Qatar immediately embraced the cause of the Arab revolt with all the instruments it possessed: Al Jazeera, the pay-check diplomacy and even deploying its air force in Libya. While these decisions may seem in continuity with the previous foreign policy activism of Qatar, in reality there is a profound difference in its “national role conception”. Qatar has ceased to be a mediator and has become a hawk. The same country that in 2009 at the Arab Summit of Doha effectively sided with Syria and the axis of resistance against the moderate front led by Saudi Arabia, is now the most vocal proponent of military intervention against the Assad regime in Syria. While Turkey was initially more cautious than Qatar, it gradually went through a similar transformation, and finally repositioned itself at the forefront of the fight for a new democratic and Sunni-dominated Middle East.
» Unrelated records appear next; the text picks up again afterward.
use std::collections::HashMap;
use std::path::Path;

use chrono::{DateTime, Utc};
use serde::Deserialize;
use tracing::{debug, info, warn};

use crate::catalog::Catalog;
use crate::error::{ProgressError, Result};
use crate::models::{OverallStats, SkillMatrixItem, SkillStatus, StudentKey, StudentProgress};
use crate::store::ProgressStore;

/// Record a coach assessment of one skill.
pub async fn update_skill_progress(
    store: &dyn ProgressStore,
    catalog: &Catalog,
    key: &StudentKey,
    skill_id: &str,
    level: u8,
    coach_notes: Option<&str>,
    at: DateTime<Utc>,
) -> Result<StudentProgress> {
    if catalog.skill(skill_id).is_none() {
        return Err(ProgressError::UnknownSkill(skill_id.to_string()));
    }
    if !(1..=5).contains(&level) {
        return Err(ProgressError::InvalidLevel(level));
    }

    let record = store
        .record_assessment(key, skill_id, level, coach_notes, at)
        .await?;
    info!(
        student = %key,
        skill = skill_id,
        level,
        attempts = record.attempts,
        "recorded assessment"
    );
    Ok(record)
}

/// One item per catalog skill, in catalog order.
pub fn build_skill_matrix(catalog: &Catalog, records: Vec<StudentProgress>) -> Vec<SkillMatrixItem> {
    let mut by_skill: HashMap<String, StudentProgress> = records
        .into_iter()
        .map(|record| (record.skill_id.clone(), record))
        .collect();

    catalog
        .skills
        .iter()
        .map(|skill| {
            let progress = by_skill.remove(&skill.id);
            SkillMatrixItem {
                status: SkillStatus::classify(progress.as_ref()),
                skill: skill.clone(),
                progress,
            }
        })
        .collect()
}

pub async fn get_student_skill_matrix(
    store: &dyn ProgressStore,
    catalog: &Catalog,
    key: &StudentKey,
) -> Result<Vec<SkillMatrixItem>> {
    let records = store.list_progress(key).await?;
    debug!(student = %key, records = records.len(), "building skill matrix");
    Ok(build_skill_matrix(catalog, records))
}

/// Skills without progress still count toward the total, so the percentage
/// only reaches 100 once every catalog skill is at level 5.
pub fn overall_stats(matrix: &[SkillMatrixItem]) -> OverallStats {
    let total: u32 = matrix.iter().map(|item| u32::from(item.skill.level)).sum();
    let earned: f64 = matrix
        .iter()
        .filter_map(|item| {
            item.progress.as_ref().map(|progress| {
                f64::from(progress.current_level) / 5.0 * f64::from(item.skill.level)
            })
        })
        .sum();

    let percentage = if total == 0 {
        0
    } else {
        (earned / f64::from(total) * 100.0).round() as u32
    };

    OverallStats {
        total_levels: total,
        earned_levels: earned.floor() as u32,
        overall_percentage: percentage,
        suggested_level: suggested_level(percentage),
    }
}

pub fn suggested_level(percentage: u32) -> u8 {
    if percentage >= 90 {
        5
    } else if percentage >= 70 {
        4
    } else if percentage >= 50 {
        3
    } else if percentage >= 30 {
        2
    } else {
        1
    }
}

pub async fn calculate_overall_level(
    store: &dyn ProgressStore,
    catalog: &Catalog,
    key: &StudentKey,
) -> Result<OverallStats> {
    let matrix = get_student_skill_matrix(store, catalog, key).await?;
    Ok(overall_stats(&matrix))
}

#[derive(Debug, Deserialize)]
struct AssessmentRow {
    student_id: String,
    skill_id: String,
    level: i64,
    coach_notes: Option<String>,
    assessed_at: Option<DateTime<Utc>>,
}

/// Apply assessments from a CSV file. Malformed rows and rows with an unknown
/// skill or a level outside 1-5 are skipped; returns the number of applied
/// rows. Only read failures abort the import.
pub async fn import_assessments(
    store: &dyn ProgressStore,
    catalog: &Catalog,
    tenant: &str,
    csv_path: &Path,
) -> Result<usize> {
    let mut reader = csv::Reader::from_path(csv_path)?;
    let mut applied = 0usize;

    for (index, result) in reader.deserialize::<AssessmentRow>().enumerate() {
        let row = match result {
            Ok(row) => row,
            Err(err) if err.is_io_error() => return Err(err.into()),
            Err(err) => {
                warn!(row = index + 1, error = %err, "skipping malformed assessment row");
                continue;
            }
        };
        let Ok(level) = u8::try_from(row.level) else {
            warn!(
                row = index + 1,
                level = row.level,
                "skipping assessment row with level outside 1-5"
            );
            continue;
        };
        let key = StudentKey::new(tenant, row.student_id);
        let notes = row.coach_notes.as_deref().filter(|notes| !notes.is_empty());
        let at = row.assessed_at.unwrap_or_else(Utc::now);

        match update_skill_progress(store, catalog, &key, &row.skill_id, level, notes, at).await
        {
            Ok(_) => applied += 1,
            Err(err @ (ProgressError::UnknownSkill(_) | ProgressError::InvalidLevel(_))) => {
                warn!(row = index + 1, error = %err, "skipping assessment row");
            }
            Err(err) => return Err(err),
        }
    }

    Ok(applied)
}
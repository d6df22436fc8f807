//! Skill and badge catalog.
//!
//! The catalog is versioned data rather than code: an embedded default ships
//! with the binary and a TOML file can replace it at startup. File order is
//! catalog order.

use std::collections::HashSet;
use std::path::Path;

use serde::Deserialize;
use tracing::info;

use crate::error::{ProgressError, Result};
use crate::models::{Badge, BadgeRule, Skill, SkillCategory};

const DEFAULT_CATALOG: &str = include_str!("../catalog/default.toml");

#[derive(Debug, Clone, Deserialize)]
pub struct Catalog {
    pub version: u32,
    pub skills: Vec<Skill>,
    #[serde(default)]
    pub badges: Vec<Badge>,
}

impl Catalog {
    pub fn builtin() -> Result<Self> {
        parse_catalog(DEFAULT_CATALOG)
    }

    /// Load from `path` when given, otherwise the embedded default.
    pub fn load(path: Option<&Path>) -> Result<Self> {
        match path {
            Some(path) => load_catalog_from_file(path),
            None => Self::builtin(),
        }
    }

    pub fn skill(&self, id: &str) -> Option<&Skill> {
        self.skills.iter().find(|skill| skill.id == id)
    }

    pub fn badge(&self, id: &str) -> Option<&Badge> {
        self.badges.iter().find(|badge| badge.id == id)
    }

    pub fn skills_in(&self, category: SkillCategory) -> impl Iterator<Item = &Skill> {
        self.skills
            .iter()
            .filter(move |skill| skill.category == category)
    }
}

pub fn load_catalog_from_file(path: &Path) -> Result<Catalog> {
    let content = std::fs::read_to_string(path)?;
    let catalog = parse_catalog(&content)?;
    info!(
        path = %path.display(),
        version = catalog.version,
        skills = catalog.skills.len(),
        badges = catalog.badges.len(),
        "loaded catalog"
    );
    Ok(catalog)
}

pub fn parse_catalog(content: &str) -> Result<Catalog> {
    let catalog: Catalog = toml::from_str(content)
        .map_err(|e| ProgressError::Catalog(format!("invalid catalog TOML: {e}")))?;
    validate_catalog(&catalog)?;
    Ok(catalog)
}

pub fn validate_catalog(catalog: &Catalog) -> Result<()> {
    if catalog.skills.is_empty() {
        return Err(ProgressError::Catalog("catalog has no skills".into()));
    }

    let mut seen = HashSet::new();
    for skill in &catalog.skills {
        if skill.id.trim().is_empty() {
            return Err(ProgressError::Catalog("skill with empty id".into()));
        }
        if !seen.insert(skill.id.as_str()) {
            return Err(ProgressError::Catalog(format!("duplicate skill id {}", skill.id)));
        }
        if !(1..=5).contains(&skill.level) {
            return Err(ProgressError::Catalog(format!(
                "skill {} has level {} outside 1-5",
                skill.id, skill.level
            )));
        }
    }

    let mut seen = HashSet::new();
    for badge in &catalog.badges {
        if badge.id.trim().is_empty() {
            return Err(ProgressError::Catalog("badge with empty id".into()));
        }
        if !seen.insert(badge.id.as_str()) {
            return Err(ProgressError::Catalog(format!("duplicate badge id {}", badge.id)));
        }
        if let BadgeRule::StrokeLevel { at_least, .. } = badge.rule {
            if !(1..=5).contains(&at_least) {
                return Err(ProgressError::Catalog(format!(
                    "badge {} requires stroke level {} outside 1-5",
                    badge.id, at_least
                )));
            }
        }
        if badge.rule == BadgeRule::AllOtherBadges && catalog.badges.len() < 2 {
            return Err(ProgressError::Catalog(format!(
                "badge {} requires all other badges but the catalog has none",
                badge.id
            )));
        }
    }

    Ok(())
}

#[cfg(test)]
mod tests {
    use std::io::Write;

    use super::*;
    use crate::models::BadgeCategory;

    #[test]
    fn builtin_catalog_has_expected_shape() {
        let catalog = Catalog::builtin().unwrap();
        assert_eq!(catalog.skills.len(), 27);
        assert_eq!(catalog.badges.len(), 15);
        for category in SkillCategory::ALL {
            assert!(catalog.skills_in(category).count() > 0, "{category:?} empty");
        }
        assert_eq!(catalog.skills_in(SkillCategory::WaterSafety).count(), 6);
        assert_eq!(catalog.skills_in(SkillCategory::StrokeTechnique).count(), 8);
    }

    #[test]
    fn builtin_badges_parse_rules() {
        let catalog = Catalog::builtin().unwrap();
        let first = catalog.badge("first_splash").unwrap();
        assert_eq!(first.category, BadgeCategory::Attendance);
        assert_eq!(first.rule, BadgeRule::LessonsAttended { at_least: 1 });
        assert_eq!(
            catalog.badge("freestyle_star").unwrap().rule,
            BadgeRule::StrokeLevel {
                stroke: "freestyle".to_string(),
                at_least: 3
            }
        );
        assert_eq!(catalog.badge("legend").unwrap().rule, BadgeRule::AllOtherBadges);
        assert!(catalog.badge("nope").is_none());
    }

    #[test]
    fn rejects_duplicate_skill_ids() {
        let toml = r#"
version = 1

[[skills]]
id = "a"
name = "A"
category = "diving"
level = 1
description = ""

[[skills]]
id = "a"
name = "A again"
category = "diving"
level = 2
description = ""
"#;
        let err = parse_catalog(toml).unwrap_err();
        assert!(err.to_string().contains("duplicate skill id a"));
    }

    #[test]
    fn rejects_out_of_range_skill_level() {
        let toml = r#"
version = 1

[[skills]]
id = "a"
name = "A"
category = "endurance"
level = 6
description = ""
"#;
        assert!(matches!(parse_catalog(toml), Err(ProgressError::Catalog(_))));
    }

    #[test]
    fn rejects_empty_skill_list() {
        assert!(parse_catalog("version = 2\nskills = []\n").is_err());
    }

    #[test]
    fn loads_override_from_file() {
        let mut file = tempfile::NamedTempFile::new().unwrap();
        write!(
            file,
            r#"
version = 7

[[skills]]
id = "ws-only"
name = "Only"
category = "water-safety"
level = 1
description = "single skill"
"#
        )
        .unwrap();

        let catalog = Catalog::load(Some(file.path())).unwrap();
        assert_eq!(catalog.version, 7);
        assert_eq!(catalog.skills.len(), 1);
        assert!(catalog.badges.is_empty());
    }

    #[test]
    fn rejects_all_other_badges_without_other_badges() {
        let toml = r#"
version = 1

[[skills]]
id = "a"
name = "A"
category = "diving"
level = 1
description = ""

[[badges]]
id = "legend"
name = "Legend"
description = "Earned every other badge."
icon = "👑"
category = "milestone"
requirement = "Earn all other badges"
rule = { type = "all_other_badges" }
"#;
        let err = parse_catalog(toml).unwrap_err();
        assert!(err.to_string().contains("badge legend requires all other badges"));
    }
}
use super::{GenerateJob, Generator, merged_properties};
use crate::manifest::headers;
use crate::{BundleError, BundleResult};
use serde::{Deserialize, Serialize};
use std::fs;
use std::io::Read;
use std::path::{Path, PathBuf};
use std::process::{Child, Command, ExitStatus, Stdio};
use std::sync::mpsc;
use std::thread;
use std::time::{Duration, Instant};

const DESCRIPTOR_TOKEN: &str = "{descriptor}";
const SOURCE_TOKEN: &str = "{source}";
const OUTPUT_TOKEN: &str = "{output}";
const STDERR_LIMIT: usize = 4096;

/// Minimum time given to the stderr reader once the program has exited.
const STDERR_GRACE: Duration = Duration::from_millis(250);

fn default_output_version() -> String {
    "0.0.0".to_string()
}

fn default_timeout_secs() -> u64 {
    300
}

/// Settings for [`ExternalGenerator`].
#[derive(Debug, Clone, PartialEq, Eq, Serialize, Deserialize)]
pub struct ExternalConfig {
    /// Program to run, looked up on `PATH` when not a path.
    pub program: String,
    /// Arguments; `{descriptor}`, `{source}` and `{output}` are substituted.
    /// Without a `{descriptor}` token the descriptor path is appended.
    #[serde(default)]
    pub args: Vec<String>,
    /// Version part of the JAR name the program writes.
    #[serde(default = "default_output_version")]
    pub output_version: String,
    #[serde(default = "default_timeout_secs")]
    pub timeout_secs: u64,
}

impl ExternalConfig {
    pub fn new(program: impl Into<String>) -> Self {
        Self {
            program: program.into(),
            args: Vec::new(),
            output_version: default_output_version(),
            timeout_secs: default_timeout_secs(),
        }
    }
}

/// Runs an external program to produce the bundle.
///
/// The merged descriptor is written to `<output>/<symbolic-name>.bnd` and the
/// program runs with the output directory as its working directory. It must
/// leave `<symbolic-name>-<output_version>.jar` there.
#[derive(Debug, Clone)]
pub struct ExternalGenerator {
    config: ExternalConfig,
}

impl ExternalGenerator {
    #[must_use]
    pub fn new(config: ExternalConfig) -> Self {
        Self { config }
    }

    /// Arguments with tokens replaced.
    pub(crate) fn arguments(&self, descriptor: &Path, source: &Path, output: &Path) -> Vec<String> {
        let descriptor = descriptor.to_string_lossy();
        let source = source.to_string_lossy();
        let output = output.to_string_lossy();

        let mut args: Vec<String> = self
            .config
            .args
            .iter()
            .map(|arg| {
                arg.replace(DESCRIPTOR_TOKEN, &descriptor)
                    .replace(SOURCE_TOKEN, &source)
                    .replace(OUTPUT_TOKEN, &output)
            })
            .collect();
        if !self.config.args.iter().any(|arg| arg.contains(DESCRIPTOR_TOKEN)) {
            args.push(descriptor.into_owned());
        }
        args
    }

    fn failure(&self, code: Option<i32>, stderr: String) -> BundleError {
        BundleError::GeneratorFailed {
            program: self.config.program.clone(),
            code,
            stderr,
        }
    }
}

impl Generator for ExternalGenerator {
    fn name(&self) -> &str {
        "external"
    }

    fn generate(&self, job: &GenerateJob<'_>) -> BundleResult<PathBuf> {
        let mut props = merged_properties(job)?;
        let base_dir = job.descriptor.parent().unwrap_or(job.source_dir);
        props.absolutize_classpath(base_dir)?;

        let symbolic_name = props
            .get(headers::BUNDLE_SYMBOLIC_NAME)
            .map(|value| value.split(';').next().unwrap_or(value).trim().to_string())
            .unwrap_or_else(|| job.request.symbolic_name().to_string());

        fs::create_dir_all(job.output_dir)?;
        let descriptor = job.output_dir.join(format!("{symbolic_name}.bnd"));
        fs::write(&descriptor, props.render())?;

        let args = self.arguments(&descriptor, job.source_dir, job.output_dir);
        tracing::info!("Running {} {}", self.config.program, args.join(" "));

        let mut child = Command::new(&self.config.program)
            .args(&args)
            .current_dir(job.output_dir)
            .stdin(Stdio::null())
            .stdout(Stdio::null())
            .stderr(Stdio::piped())
            .spawn()
            .map_err(|e| self.failure(None, format!("failed to start: {e}")))?;

        // A helper the program leaves running can keep the pipe open, so the
        // reader reports through a channel and is never joined.
        let (stderr_tx, stderr_rx) = mpsc::channel();
        if let Some(mut pipe) = child.stderr.take() {
            thread::spawn(move || {
                let mut buf = String::new();
                let _ = pipe.read_to_string(&mut buf);
                let _ = stderr_tx.send(buf);
            });
        }

        let started = Instant::now();
        let timeout = Duration::from_secs(self.config.timeout_secs);
        let status = match child.wait_timeout(timeout) {
            Ok(Some(status)) => status,
            Ok(None) => {
                let _ = child.kill();
                let _ = child.wait();
                return Err(BundleError::GeneratorTimedOut {
                    program: self.config.program.clone(),
                    timeout_secs: self.config.timeout_secs,
                });
            }
            Err(e) => {
                let _ = child.kill();
                let _ = child.wait();
                return Err(e.into());
            }
        };

        let budget = timeout.saturating_sub(started.elapsed()).max(STDERR_GRACE);
        let mut stderr = match stderr_rx.recv_timeout(budget) {
            Ok(text) => text,
            Err(_) => {
                tracing::debug!(
                    "{} left its stderr open after exiting; output not collected",
                    self.config.program
                );
                String::new()
            }
        };
        truncate_at_boundary(&mut stderr, STDERR_LIMIT);

        if !status.success() {
            return Err(self.failure(status.code(), stderr));
        }
        if !stderr.is_empty() {
            tracing::debug!("{} stderr: {}", self.config.program, stderr.trim_end());
        }

        let output = job.output_dir.join(format!(
            "{symbolic_name}-{}.jar",
            self.config.output_version
        ));
        if !output.is_file() {
            return Err(BundleError::GeneratorOutputMissing(output));
        }
        Ok(output)
    }
}

fn truncate_at_boundary(text: &mut String, limit: usize) {
    if text.len() <= limit {
        return;
    }
    let mut cut = limit;
    while !text.is_char_boundary(cut) {
        cut -= 1;
    }
    text.truncate(cut);
}

/// Extension trait to add `wait_timeout` to `Child`.
trait ChildExt {
    fn wait_timeout(&mut self, timeout: Duration) -> std::io::Result<Option<ExitStatus>>;
}

impl ChildExt for Child {
    fn wait_timeout(&mut self, timeout: Duration) -> std::io::Result<Option<ExitStatus>> {
        let start = Instant::now();
        let poll_interval = Duration::from_millis(50);

        loop {
            match self.try_wait()? {
                Some(status) => return Ok(Some(status)),
                None => {
                    if start.elapsed() >= timeout {
                        return Ok(None);
                    }
                    thread::sleep(poll_interval);
                }
            }
        }
    }
}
This second shift in Turkish and Qatari foreign policy somehow seems to vindicate the realist position, as it is clearly linked to the changing conditions of the international environment rather than to any change in the domestic politics of the two countries. What must be noticed, however, is that both Turkey and Qatar are not merely “adapting” to their international environment, as a realist would predict, but are instead actively trying to shape it. Their foreign policy decisions are not mere reactions to external feedbacks, but are rather actions freely and consciously undertaken to shape the region and achieve political goals.
Is this strategy going to pay off? Realists, with their usual fuzziness between the analytic and normative dimensions, usually argue that foreign policies not only are generally adaptive but also that they should be.
Turkey and Qatar are indeed risking a lot in what so far can only be described as a foreign policy bet. The Qatari involvement in Libya, for instance, has so far brought very little results in terms of political influence. Doha’s clients have not fared well in the elections and Qatar’s interference has often angered other local and international actors. It could indeed be argued that a lower profile would have better served the perspectives of Qatari economic and political penetration in the new Libya. In Turkey, on the other hand, many are already questioning the wisdom of their government’s heavy involvement in Syria which, so far, has created a humanitarian emergency on its border, heightening tensions with the Kurds and contributing to a dangerous regional instability.
To sum up, both Turkey and Qatar have invested their considerable capital of soft power in an attempt to lead the Arab awakening. In doing so they abandoned their previous role of regional mediators in order to shape the emerging regional order. It was a bold move that showed the possibility of conducting innovative and proactive foreign policies but it was also a very risky investment. Will it pay off? Only time will tell us.
Rocco Pollin is a PhD student at the University of Florence. He holds a visiting studentship at the POLIS department at the University of Cambridge.